It starts with You. We’re obsessed with the success of our people. When you join, you’ll get support to do your best work. Our close to 600 Tyros are a highly collaborative team, so you’ll work with smart, motivated and friendly people across Tyro. We are fast paced and innovative and live our values daily – commit to greatness, stay hungry, wow the customer, be good and win together. You’ll have opportunities to learn new skills with hands-on experience, further your career, and help unleash the potential of our customers, one payment at a time.

Watch a video to step inside life at Tyro.

About The Role

As a Principal Site Reliability Engineer (SRE) at Tyro, you will be responsible for establishing and maturing Tyro’s Site Reliability Engineering function from inception. This role focuses on improving the reliability, resilience, scalability, and observability of the platforms that underpin Tyro’s critical financial services.

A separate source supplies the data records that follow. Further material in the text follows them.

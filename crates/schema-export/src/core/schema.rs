//! Schema model: portable column types, columns, tables, and the ordered schema.
//!
//! The model is assembled by [`crate::builder::SchemaBuilder`] and only read
//! afterwards. Table order is discovery order and column order is the source
//! ordinal position; both drive the layout of the generated script.

use serde::{Deserialize, Serialize};
use std::fmt;

use super::identifier::quote_ident;

/// Portable column type used in generated DDL.
///
/// Every source type code maps to exactly one of these; codes with no
/// dedicated group fall back to [`PortableType::Blob`].
#[derive(Debug, Clone, Copy, Default, PartialEq, Eq, Hash, Serialize, Deserialize)]
#[serde(rename_all = "UPPERCASE")]
pub enum PortableType {
    Boolean,
    DateTime,
    Decimal,
    Double,
    Integer,
    String,
    #[default]
    Blob,
}

impl PortableType {
    /// All portable types, in declaration order.
    pub const ALL: [PortableType; 7] = [
        PortableType::Boolean,
        PortableType::DateTime,
        PortableType::Decimal,
        PortableType::Double,
        PortableType::Integer,
        PortableType::String,
        PortableType::Blob,
    ];

    /// Type name as written in DDL.
    pub fn as_str(&self) -> &'static str {
        match self {
            PortableType::Boolean => "BOOLEAN",
            PortableType::DateTime => "DATETIME",
            PortableType::Decimal => "DECIMAL",
            PortableType::Double => "DOUBLE",
            PortableType::Integer => "INTEGER",
            PortableType::String => "STRING",
            PortableType::Blob => "BLOB",
        }
    }

    /// Whether values of this type are written unquoted in INSERT statements.
    pub fn is_numeric(&self) -> bool {
        matches!(
            self,
            PortableType::Integer
                | PortableType::Decimal
                | PortableType::Double
                | PortableType::Boolean
        )
    }
}

impl fmt::Display for PortableType {
    fn fmt(&self, f: &mut fmt::Formatter<'_>) -> fmt::Result {
        f.write_str(self.as_str())
    }
}

/// Column metadata.
///
/// Columns are values: the primary-key merge produces new columns through
/// [`SchemaColumn::with_primary_key`] rather than mutating existing ones.
#[derive(Debug, Clone, PartialEq, Eq, Serialize, Deserialize)]
pub struct SchemaColumn {
    /// Column name, case preserved as reported by the source.
    pub name: String,

    /// Portable data type.
    pub data_type: PortableType,

    /// Whether the column allows NULL. Ignored for primary key columns.
    pub is_nullable: bool,

    /// Whether the column participates in the primary key.
    #[serde(default)]
    pub is_primary_key: bool,
}

impl SchemaColumn {
    /// Create a non-key column.
    pub fn new(name: impl Into<String>, data_type: PortableType, is_nullable: bool) -> Self {
        Self {
            name: name.into(),
            data_type,
            is_nullable,
            is_primary_key: false,
        }
    }

    /// Copy of this column with the primary key flag set to `is_primary_key`.
    #[must_use]
    pub fn with_primary_key(&self, is_primary_key: bool) -> Self {
        Self {
            is_primary_key,
            ..self.clone()
        }
    }

    /// Integer primary keys are emitted with AUTOINCREMENT.
    pub fn is_auto_increment(&self) -> bool {
        self.is_primary_key && self.data_type == PortableType::Integer
    }

    /// Render the column definition used inside CREATE TABLE.
    ///
    /// Exactly one of `PRIMARY KEY`, `NULL` or `NOT NULL` follows the type.
    pub fn to_ddl(&self) -> String {
        let mut ddl = format!("{} {}", quote_ident(&self.name), self.data_type);
        if self.is_primary_key {
            ddl.push_str(" PRIMARY KEY");
            if self.is_auto_increment() {
                ddl.push_str(" AUTOINCREMENT");
            }
        } else if self.is_nullable {
            ddl.push_str(" NULL");
        } else {
            ddl.push_str(" NOT NULL");
        }
        ddl
    }
}

/// Table metadata: a name plus its columns in ordinal order.
#[derive(Debug, Clone, PartialEq, Eq, Serialize, Deserialize)]
pub struct TableSchema {
    /// Table name.
    pub name: String,

    /// Column definitions in ordinal order.
    pub columns: Vec<SchemaColumn>,
}

impl TableSchema {
    pub fn new(name: impl Into<String>, columns: Vec<SchemaColumn>) -> Self {
        Self {
            name: name.into(),
            columns,
        }
    }

    /// Column names in ordinal order.
    pub fn column_names(&self) -> Vec<&str> {
        self.columns.iter().map(|c| c.name.as_str()).collect()
    }

    /// Columns flagged as primary key.
    pub fn primary_key_columns(&self) -> impl Iterator<Item = &SchemaColumn> {
        self.columns.iter().filter(|c| c.is_primary_key)
    }

    /// Check if more than one column is flagged as primary key.
    ///
    /// Such tables render one column-level `PRIMARY KEY` clause per flagged
    /// column, which strict engines reject.
    pub fn has_composite_primary_key(&self) -> bool {
        self.primary_key_columns().count() > 1
    }
}

/// Ordered mapping from table name to table definition.
///
/// Iteration order is insertion order; table names are unique.
#[derive(Debug, Clone, Default, PartialEq, Eq, Serialize, Deserialize)]
pub struct Schema {
    tables: Vec<TableSchema>,
}

impl Schema {
    pub fn new() -> Self {
        Self::default()
    }

    /// Insert a table, keeping discovery order.
    ///
    /// A table with an existing name replaces the earlier definition in place.
    pub fn insert(&mut self, table: TableSchema) {
        match self.tables.iter_mut().find(|t| t.name == table.name) {
            Some(existing) => *existing = table,
            None => self.tables.push(table),
        }
    }

    /// Look up a table by name (case-sensitive).
    pub fn get(&self, name: &str) -> Option<&TableSchema> {
        self.tables.iter().find(|t| t.name == name)
    }

    /// Tables in insertion order.
    pub fn tables(&self) -> impl Iterator<Item = &TableSchema> {
        self.tables.iter()
    }

    /// Table names in insertion order.
    pub fn table_names(&self) -> Vec<&str> {
        self.tables.iter().map(|t| t.name.as_str()).collect()
    }

    pub fn len(&self) -> usize {
        self.tables.len()
    }

    pub fn is_empty(&self) -> bool {
        self.tables.is_empty()
    }
}

impl FromIterator<TableSchema> for Schema {
    fn from_iter<I: IntoIterator<Item = TableSchema>>(iter: I) -> Self {
        let mut schema = Schema::new();
        for table in iter {
            schema.insert(table);
        }
        schema
    }
}

impl IntoIterator for Schema {
    type Item = TableSchema;
    type IntoIter = std::vec::IntoIter<TableSchema>;

    fn into_iter(self) -> Self::IntoIter {
        self.tables.into_iter()
    }
}
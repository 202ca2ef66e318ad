//! schema-export CLI - export a database's tables as a portable SQL script.

use clap::{Parser, Subcommand};
use schema_export::{Config, ExportError, Orchestrator};
use std::path::PathBuf;
use std::process::ExitCode;
use tracing::{info, Level};
use tracing_subscriber::fmt::format::FmtSpan;

/// Log file used by `log` when neither `--output` nor `output.log_file` is set.
const DEFAULT_LOG_FILE: &str = "metadata.log";

#[derive(Parser)]
#[command(name = "schema-export")]
#[command(about = "Export database tables as a portable SQL script")]
#[command(version)]
struct Cli {
    /// Path to YAML configuration file
    #[arg(short, long, default_value = "config.yaml")]
    config: PathBuf,

    /// Output JSON result to stdout
    #[arg(long)]
    output_json: bool,

    /// Log format: text or json
    #[arg(long, default_value = "text")]
    log_format: String,

    /// Log verbosity: debug, info, warn, error
    #[arg(long, default_value = "info")]
    verbosity: String,

    #[command(subcommand)]
    command: Commands,
}

#[derive(Subcommand)]
enum Commands {
    /// Generate the SQL script (and the metadata log when configured)
    Run {
        /// Emit INSERT statements for every row
        #[arg(long, conflicts_with = "no_data")]
        include_data: bool,

        /// Emit table definitions only
        #[arg(long)]
        no_data: bool,

        /// Override the script file
        #[arg(long)]
        script: Option<PathBuf>,

        /// Override the metadata log file
        #[arg(long)]
        log: Option<PathBuf>,

        /// Replace an existing script file
        #[arg(long, short)]
        force: bool,
    },

    /// Write the metadata log only
    Log {
        /// Log file [default: output.log_file, then metadata.log]
        #[arg(short, long)]
        output: Option<PathBuf>,
    },

    /// Capture the source into a JSON snapshot
    Snapshot {
        /// Snapshot file to write
        #[arg(short, long)]
        output: PathBuf,

        /// Also capture the rows of every table
        #[arg(long)]
        include_data: bool,
    },

    /// Test the source connection
    HealthCheck,
}

fn main() -> ExitCode {
    match run() {
        Ok(()) => ExitCode::SUCCESS,
        Err(e) => {
            eprintln!("{}", e.format_detailed());
            ExitCode::from(e.exit_code())
        }
    }
}

fn run() -> Result<(), ExportError> {
    let cli = Cli::parse();

    setup_logging(&cli.verbosity, &cli.log_format);

    let mut config = Config::load(&cli.config)?;
    info!("Loaded configuration from {:?}", cli.config);

    match cli.command {
        Commands::Run {
            include_data,
            no_data,
            script,
            log,
            force,
        } => {
            // Apply overrides
            if include_data {
                config.export.include_data = true;
            }
            if no_data {
                config.export.include_data = false;
            }
            if let Some(path) = script {
                config.output.script_file = path;
            }
            if let Some(path) = log {
                config.output.log_file = Some(path);
            }
            if force {
                config.output.overwrite = true;
            }

            let orchestrator = Orchestrator::new(config)?;
            let result = orchestrator.run()?;

            if cli.output_json {
                println!("{}", result.to_json()?);
            } else {
                println!("\nExport completed!");
                println!("  Run ID: {}", result.run_id);
                println!("  Source: {}", result.source);
                println!("  Duration: {:.2}s", result.duration_seconds);
                println!("  Tables: {}", result.tables);
                println!("  Rows: {}", result.rows_written);
                println!("  Script: {}", result.script_file.display());
                if let Some(ref log_file) = result.log_file {
                    println!("  Log: {}", log_file.display());
                }
                if result.null_substitutions > 0 {
                    println!("  Values written as NULL: {}", result.null_substitutions);
                }
                if !result.tables_without_data.is_empty() {
                    println!("  Tables without data: {:?}", result.tables_without_data);
                }
            }
        }

        Commands::Log { output } => {
            let path = output
                .or_else(|| config.output.log_file.clone())
                .unwrap_or_else(|| PathBuf::from(DEFAULT_LOG_FILE));
            let orchestrator = Orchestrator::new(config)?;
            orchestrator.write_log(&path)?;
            println!("Metadata log written to {}", path.display());
        }

        Commands::Snapshot {
            output,
            include_data,
        } => {
            let orchestrator = Orchestrator::new(config)?;
            let collections = orchestrator.snapshot(&output, include_data)?;
            println!(
                "Snapshot written to {} ({} collections)",
                output.display(),
                collections
            );
        }

        Commands::HealthCheck => {
            let orchestrator = Orchestrator::new(config)?;
            let result = orchestrator.health_check()?;

            if cli.output_json {
                println!("{}", serde_json::to_string_pretty(&result)?);
            } else {
                println!("Health Check Results:");
                println!(
                    "  Source ({}): {} ({}ms)",
                    result.source,
                    if result.connected { "OK" } else { "FAILED" },
                    result.latency_ms
                );
                if let Some(tables) = result.tables {
                    println!("    Tables: {}", tables);
                }
                if let Some(ref err) = result.error {
                    println!("    Error: {}", err);
                }
                println!(
                    "\n  Overall: {}",
                    if result.healthy { "HEALTHY" } else { "UNHEALTHY" }
                );
            }

            if !result.healthy {
                return Err(ExportError::metadata("Tables", "health check failed"));
            }
        }
    }

    Ok(())
}

fn setup_logging(verbosity: &str, format: &str) {
    let level = match verbosity.to_lowercase().as_str() {
        "debug" => Level::DEBUG,
        "info" => Level::INFO,
        "warn" => Level::WARN,
        "error" => Level::ERROR,
        _ => Level::INFO,
    };

    let subscriber = tracing_subscriber::fmt()
        .with_max_level(level)
        .with_span_events(FmtSpan::CLOSE)
        .with_target(false)
        .with_writer(std::io::stderr);

    if format == "json" {
        subscriber.json().init();
    } else {
        subscriber.init();
    }
}
//! Human-readable metadata log.
//!
//! Each collection becomes one section: a title line, an 80-character `=`
//! separator, a fixed-width header row and one fixed-width line per row.
//! The log documents the source; nothing downstream reads it.

use std::fs::File;
use std::io::{BufWriter, Write};
use std::path::Path;

use rust_decimal::RoundingStrategy;
use tracing::{info, warn};

use crate::core::{Collection, MetadataProvider, MetadataTable, Restrictions, SqlValue};
use crate::error::Result;

/// Width of the separator line.
pub const SEPARATOR_WIDTH: usize = 80;

/// Width of every column in the fixed-width layout.
pub const COLUMN_WIDTH: usize = 24;

/// Writes metadata collections to a log.
pub struct MetadataLogger<'a, P: MetadataProvider + ?Sized> {
    provider: &'a P,
    collections: Vec<Collection>,
}

impl<'a, P: MetadataProvider + ?Sized> MetadataLogger<'a, P> {
    /// Logger for every known collection.
    pub fn new(provider: &'a P) -> Self {
        Self {
            provider,
            collections: Collection::ALL.to_vec(),
        }
    }

    /// Restrict the log to `collections`, in the given order.
    #[must_use]
    pub fn with_collections(mut self, collections: &[Collection]) -> Self {
        self.collections = collections.to_vec();
        self
    }

    /// Create (truncating) `path` and write the log to it.
    pub fn write_to_path(&self, path: impl AsRef<Path>) -> Result<()> {
        let path = path.as_ref();
        info!("Writing metadata log to {}", path.display());
        let mut out = BufWriter::new(File::create(path)?);
        self.write_to(&mut out)?;
        out.flush()?;
        Ok(())
    }

    /// Write one section per collection to `out`.
    ///
    /// Unavailable collections are noted in the log and skipped.
    pub fn write_to<W: Write>(&self, out: &mut W) -> Result<()> {
        for &collection in &self.collections {
            match self.provider.get_schema(collection, &Restrictions::none()) {
                Ok(table) => write_section(out, collection.title(), &table)?,
                Err(e) => {
                    warn!("Could not read {} for the log: {}", collection.title(), e);
                    writeln!(out, "{}", collection.title())?;
                    writeln!(out, "(unavailable)")?;
                    writeln!(out)?;
                }
            }
        }
        Ok(())
    }
}

/// Write a titled, fixed-width rendering of `table`.
pub fn write_section<W: Write>(out: &mut W, title: &str, table: &MetadataTable) -> Result<()> {
    writeln!(out, "{} ({} rows)", title, table.len())?;
    writeln!(out, "{}", "=".repeat(SEPARATOR_WIDTH))?;

    let header: Vec<String> = table.columns.iter().map(|c| fixed_width(c)).collect();
    writeln!(out, "{}", header.join(" ").trim_end())?;

    for row in &table.rows {
        let cells: Vec<String> = row
            .iter()
            .map(|value| fixed_width(&display_cell(value)))
            .collect();
        writeln!(out, "{}", cells.join(" ").trim_end())?;
    }
    writeln!(out)?;
    Ok(())
}

/// Display form of a cell in the log.
pub fn display_cell(value: &SqlValue) -> String {
    match value {
        SqlValue::Null => String::new(),
        SqlValue::Date(d) => d.format("%Y-%m-%d").to_string(),
        SqlValue::DateTime(dt) => dt.format("%Y-%m-%d %H:%M:%S").to_string(),
        SqlValue::DateTimeOffset(dt) => dt.format("%Y-%m-%d %H:%M:%S %:z").to_string(),
        SqlValue::Decimal(d) => {
            let rounded = d.round_dp_with_strategy(2, RoundingStrategy::MidpointAwayFromZero);
            format!("{:.2}", rounded)
        }
        SqlValue::Bytes(b) => format!("<{} bytes>", b.len()),
        other => other.to_string(),
    }
}

/// Pad or truncate `text` to [`COLUMN_WIDTH`] characters.
fn fixed_width(text: &str) -> String {
    let single_line = text.replace(['\r', '\n', '\t'], " ");
    let truncated: String = single_line.chars().take(COLUMN_WIDTH).collect();
    format!("{:<width$}", truncated, width = COLUMN_WIDTH)
}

This is a senior individual contributor role with organisation-wide technical leadership responsibility. While the role does not have formal people management accountability, it is expected to lead through influence by defining standards, setting technical direction, and coaching engineers across platform and product teams.

You will shape Tyro’s reliability engineering strategy, define SRE frameworks and operating models, and embed reliability and operational excellence into the software delivery lifecycle. This role is ideal for someone who has successfully built an SRE function from the ground up and is motivated by delivering lasting improvements in system reliability, operational maturity, and engineering culture.

Scope and Impact

This role operates across Tyro’s most critical platforms and services, influencing system architecture, engineering practices, operational risk management, and service resilience at an organisational level. The Principal SRE is a trusted advisor to engineering and business leaders on reliability, observability, and operational health.

What You\'ll Do

SRE Function Leadership and Enablement

* Establish and mature Tyro’s Site Reliability Engineering function, including its charter, engagement model, standards, and success metrics.
* Define and embed SRE principles, frameworks, and ways of working across engineering teams.
* Provide technical leadership and strategic direction for reliability engineering across platform and product domains.
* Coach, mentor, and uplift engineers in reliability, automation, observability, and operational excellence practices.
* Act as a trusted advisor to senior engineering and business stakeholders on reliability, resilience, and operational risk.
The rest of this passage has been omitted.